Environmental sciences study, among other topics, the toxicity of man-made chemicals appearing in nature and diminishing biodiversity. In order to advance science and consult politics, it is necessary to achieve a global picture of toxic contamination. While no single research team can take probes all over the globe, many measurements of chemicals appear in scientific texts. In meta-analyses of scientific texts, researchers in environmental sciences manually extract such information in order to study chemical pollution at national or even at global scale.
In addition to the high cost of the manual extraction both in terms of time as well as money, it is very likely to miss either the measurements in a relevant paper or relevant papers themselves. Combining exhaustive and systematic search strategies is vital for achieving a satisfactory extraction result with acceptable time consumption. Unfortunately, manual extraction, for this particular problem, cannot ensure a high-quality extraction in a reasonable time.

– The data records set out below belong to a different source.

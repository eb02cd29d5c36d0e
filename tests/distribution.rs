//! Distribution protocol over real worker processes.
//!
//! Workers here are shell one-liners speaking the JSON-lines protocol:
//! announce readiness, log each assigned task, announce completion.

#![cfg(unix)]

use std::path::{Path, PathBuf};

use pagerunner::worker::{distribute, ProcessWorker, Task};
use tokio::process::Command;

/// Spawns a worker that appends every assignment to `log`.
fn echo_worker(log: &Path) -> ProcessWorker {
    let script = format!(
        "echo '{{\"type\":\"ready\"}}'; \
         while IFS= read -r line; do \
           printf '%s\\n' \"$line\" >> '{}'; \
           echo '{{\"type\":\"done\"}}'; \
         done",
        log.display(),
    );
    ProcessWorker::spawn(Command::new("sh").arg("-c").arg(script)).unwrap()
}

fn assigned_files(log: &Path) -> Vec<PathBuf> {
    let Ok(contents) = std::fs::read_to_string(log) else {
        return Vec::new();
    };
    contents
        .lines()
        .map(|line| serde_json::from_str::<Task>(line).unwrap().file)
        .collect()
}

fn files(count: usize) -> Vec<PathBuf> {
    (0..count).map(|i| PathBuf::from(format!("cases/{i:02}.yaml"))).collect()
}

#[tokio::test]
async fn two_processes_split_the_files_exactly_once() {
    let dir = tempfile::tempdir().unwrap();
    let logs = [dir.path().join("a.log"), dir.path().join("b.log")];
    let workers: Vec<_> = logs.iter().map(|log| echo_worker(log)).collect();
    let files = files(6);

    distribute(workers, &files).await.unwrap();

    let mut seen: Vec<_> = logs.iter().flat_map(|log| assigned_files(log)).collect();
    seen.sort();
    assert_eq!(seen, files);
    // Both readiness announcements arrive before the queue drains, so
    // neither worker goes idle.
    for log in &logs {
        assert!(!assigned_files(log).is_empty());
    }
}

#[tokio::test]
async fn a_worker_that_never_reports_ready_is_left_out() {
    let dir = tempfile::tempdir().unwrap();
    let log = dir.path().join("live.log");
    let live = echo_worker(&log);
    let dead = ProcessWorker::spawn(Command::new("sh").arg("-c").arg("exit 0")).unwrap();
    let files = files(4);

    distribute(vec![dead, live], &files).await.unwrap();

    assert_eq!(assigned_files(&log), files);
}

#[tokio::test]
async fn blank_and_stray_worker_output_is_skipped() {
    let dir = tempfile::tempdir().unwrap();
    let log = dir.path().join("noisy.log");
    let script = format!(
        "echo; \
         echo 'warming up the browser'; \
         echo '{{\"type\":\"ready\"}}'; \
         while IFS= read -r line; do \
           printf '%s\\n' \"$line\" >> '{}'; \
           echo '{{\"type\":\"done\"}}'; \
         done",
        log.display(),
    );
    let worker = ProcessWorker::spawn(Command::new("sh").arg("-c").arg(script)).unwrap();
    let files = files(2);

    distribute(vec![worker], &files).await.unwrap();

    assert_eq!(assigned_files(&log), files);
}
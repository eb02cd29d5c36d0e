//! Action-handler capability and the [`Registry`] storing handlers.
//!
//! A handler is the host-supplied function executing one action kind
//! against a live browser session. The engine only requires that every
//! action type referenced by a scenario resolves to one.

use std::{collections::HashMap, fmt, path::PathBuf};

use futures::future::LocalBoxFuture;
use serde::{Deserialize, Serialize};
use serde_json::{Map, Value as Json};

use crate::{
    action::{Action, ActionKind, ActionMeta},
    context::RunContext,
    error::HandlerError,
    session::Browser,
};

/// Ambient per-run configuration, threaded by value into every handler
/// call instead of living in global state.
#[derive(Clone, Debug, Deserialize, PartialEq, Serialize)]
pub struct RunOptions {
    /// Target browser identifier.
    pub browser: Browser,

    /// Directory screenshots are written into.
    pub image_dir: PathBuf,

    /// Directory pruned stylesheets are written into.
    pub css_dir: PathBuf,
}

/// Everything a handler may inspect besides the action itself.
#[derive(Debug)]
pub struct HandlerContext<'a> {
    /// Trace accumulated so far, with [`RunContext::current_iteration`] set
    /// for the ongoing dispatch.
    pub context: &'a RunContext,

    /// Ambient run configuration.
    pub options: &'a RunOptions,
}

/// Successful result of one handler invocation, folded into the trace.
///
/// If the action carried a [`meta`], the handler must echo it verbatim.
///
/// [`meta`]: ActionMeta
#[derive(Clone, Debug, Default, Deserialize, PartialEq, Serialize)]
pub struct StepOutcome {
    /// Metadata echoed from the action.
    #[serde(default, skip_serializing_if = "Option::is_none")]
    pub meta: Option<ActionMeta>,

    /// Handler-specific payload (typed value, screenshot path, dumped
    /// markup).
    #[serde(flatten)]
    pub payload: Map<String, Json>,
}

impl StepOutcome {
    /// Creates an empty [`StepOutcome`] echoing the given `meta`.
    #[must_use]
    pub fn new(meta: Option<ActionMeta>) -> Self {
        Self { meta, payload: Map::new() }
    }

    /// Creates a [`StepOutcome`] echoing the metadata of `action`.
    #[must_use]
    pub fn of(action: &Action) -> Self {
        Self::new(action.meta().cloned())
    }

    /// Attaches a payload field.
    #[must_use]
    pub fn with(mut self, key: impl Into<String>, value: impl Into<Json>) -> Self {
        let _ = self.payload.insert(key.into(), value.into());
        self
    }
}

/// Result of one handler invocation.
pub type HandlerResult = Result<StepOutcome, HandlerError>;

/// Boxed asynchronous handler of one action kind.
///
/// Handlers signal failure through the returned future, never by
/// panicking; a failure is recorded into the trace and short-circuits the
/// current phase.
pub type ActionHandler<S> = Box<
    dyn for<'a> Fn(&'a S, &'a Action, HandlerContext<'a>) -> LocalBoxFuture<'a, HandlerResult>,
>;

/// Collection of [`ActionHandler`]s keyed by [`ActionKind`].
///
/// Every action type referenced by a scenario must resolve to exactly one
/// handler here, otherwise dispatch fails fatally with
/// [`EngineError::UnknownActionType`].
///
/// [`EngineError::UnknownActionType`]: crate::error::EngineError::UnknownActionType
pub struct Registry<S> {
    handlers: HashMap<ActionKind, ActionHandler<S>>,
}

// Implemented manually to print handler pointers instead of requiring
// `Debug` from the boxed functions.
impl<S> fmt::Debug for Registry<S> {
    fn fmt(&self, f: &mut fmt::Formatter<'_>) -> fmt::Result {
        f.debug_struct("Registry")
            .field(
                "handlers",
                &self
                    .handlers
                    .iter()
                    .map(|(kind, handler)| (kind, format!("{:p}", handler)))
                    .collect::<HashMap<_, _>>(),
            )
            .finish()
    }
}

impl<S> Default for Registry<S> {
    fn default() -> Self {
        Self { handlers: HashMap::new() }
    }
}

impl<S> Registry<S> {
    /// Creates an empty [`Registry`].
    #[must_use]
    pub fn new() -> Self {
        Self::default()
    }

    /// Adds a handler for the given action `kind`, replacing a previous one.
    #[must_use]
    pub fn with<F>(mut self, kind: ActionKind, handler: F) -> Self
    where
        F: for<'a> Fn(&'a S, &'a Action, HandlerContext<'a>) -> LocalBoxFuture<'a, HandlerResult>
            + 'static,
    {
        self.insert(kind, handler);
        self
    }

    /// Adds a handler for the given action `kind`, replacing a previous one.
    pub fn insert<F>(&mut self, kind: ActionKind, handler: F)
    where
        F: for<'a> Fn(&'a S, &'a Action, HandlerContext<'a>) -> LocalBoxFuture<'a, HandlerResult>
            + 'static,
    {
        let _ = self.handlers.insert(kind, Box::new(handler));
    }

    /// Returns the handler of the given action `kind`, if present.
    #[must_use]
    pub fn find(&self, kind: ActionKind) -> Option<&ActionHandler<S>> {
        self.handlers.get(&kind)
    }
}

#[cfg(test)]
mod tests {
    use futures::FutureExt as _;

    use super::*;

    #[test]
    fn later_insert_replaces_earlier_handler() {
        let registry: Registry<()> = Registry::new()
            .with(ActionKind::Dump, |_, action, _| {
                async move { Ok(StepOutcome::of(action).with("generation", 1)) }.boxed_local()
            })
            .with(ActionKind::Dump, |_, action, _| {
                async move { Ok(StepOutcome::of(action).with("generation", 2)) }.boxed_local()
            });

        let action = Action::Dump { meta: None };
        let context = RunContext::new("replace", test_options());
        let handler = registry.find(ActionKind::Dump).unwrap();
        let outcome = futures::executor::block_on(handler(
            &(),
            &action,
            HandlerContext { context: &context, options: &test_options() },
        ))
        .unwrap();
        assert_eq!(outcome.payload["generation"], 2);
    }

    #[test]
    fn find_misses_unregistered_kinds() {
        let registry: Registry<()> = Registry::new();
        assert!(registry.find(ActionKind::Click).is_none());
    }

    fn test_options() -> RunOptions {
        RunOptions {
            browser: Browser::Chrome,
            image_dir: "images".into(),
            css_dir: "css".into(),
        }
    }
}
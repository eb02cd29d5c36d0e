//! Scenario execution engine for declarative browser-interaction scripts.
//!
//! A [`Scenario`] is a YAML script of tagged [`Action`]s plus optional
//! setup and teardown phases. The engine replays it against an opaque
//! browser [`Session`] through host-supplied action handlers, accumulating
//! an append-only [`RunContext`] trace across three ordered phases:
//! precondition, one or more iterations, postcondition. On failure it
//! captures diagnostic state (screenshot and DOM dump) before finalizing
//! the trace, and after every run it distills the session's CSS coverage
//! into pruned stylesheets.
//!
//! Scenario files fan out across a pool of worker processes via the
//! [`worker`] distribution protocol; within one file everything is strictly
//! sequential, so page side effects happen in script order.
//!
//! The concrete browser engine and the per-action commands stay outside
//! this crate: hosts implement [`Session`] and register an
//! [`ActionHandler`] per action kind.

#![deny(rustdoc::broken_intra_doc_links)]
#![forbid(unsafe_code)]

pub mod action;
pub mod cli;
pub mod context;
pub mod css;
pub mod error;
pub mod handler;
pub mod runner;
pub mod scenario;
pub mod session;
pub mod template;
pub mod worker;

pub use self::{
    action::{Action, ActionKind, ActionMeta, Step},
    context::{Branch, ErrorRecord, RunContext},
    error::{EngineError, HandlerError, ScenarioError, SessionError},
    handler::{ActionHandler, HandlerContext, HandlerResult, Registry, RunOptions, StepOutcome},
    runner::run,
    scenario::{Loaded, Scenario, SkipReason},
    session::{Browser, CoverageEntry, CoverageRange, Session},
};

Therefore, involving an automatic system is essential in this task, by expanding the list of manual search clues and adopting machine learning techniques. Regarding the known clues, the measurements are usually associated with related keywords, such as toxicity, water, toxicant concentration, etc. Furthermore, the measurement values are mostly followed by their units such as µg/L or LD50. From a methodological perspective, information extraction from text files has been widely used with the support of machine learning approaches notably Conditional Random Fields (CRF) and Hidden Markov Model (HMM).
The topic of this master project lies in introducing an automatic/semi-automatic system to extract the measurement values of toxicity from research papers. This can be achieved by analysing and understanding the data in order to find more clues. For a robust system, machine learning techniques will be applied and tested.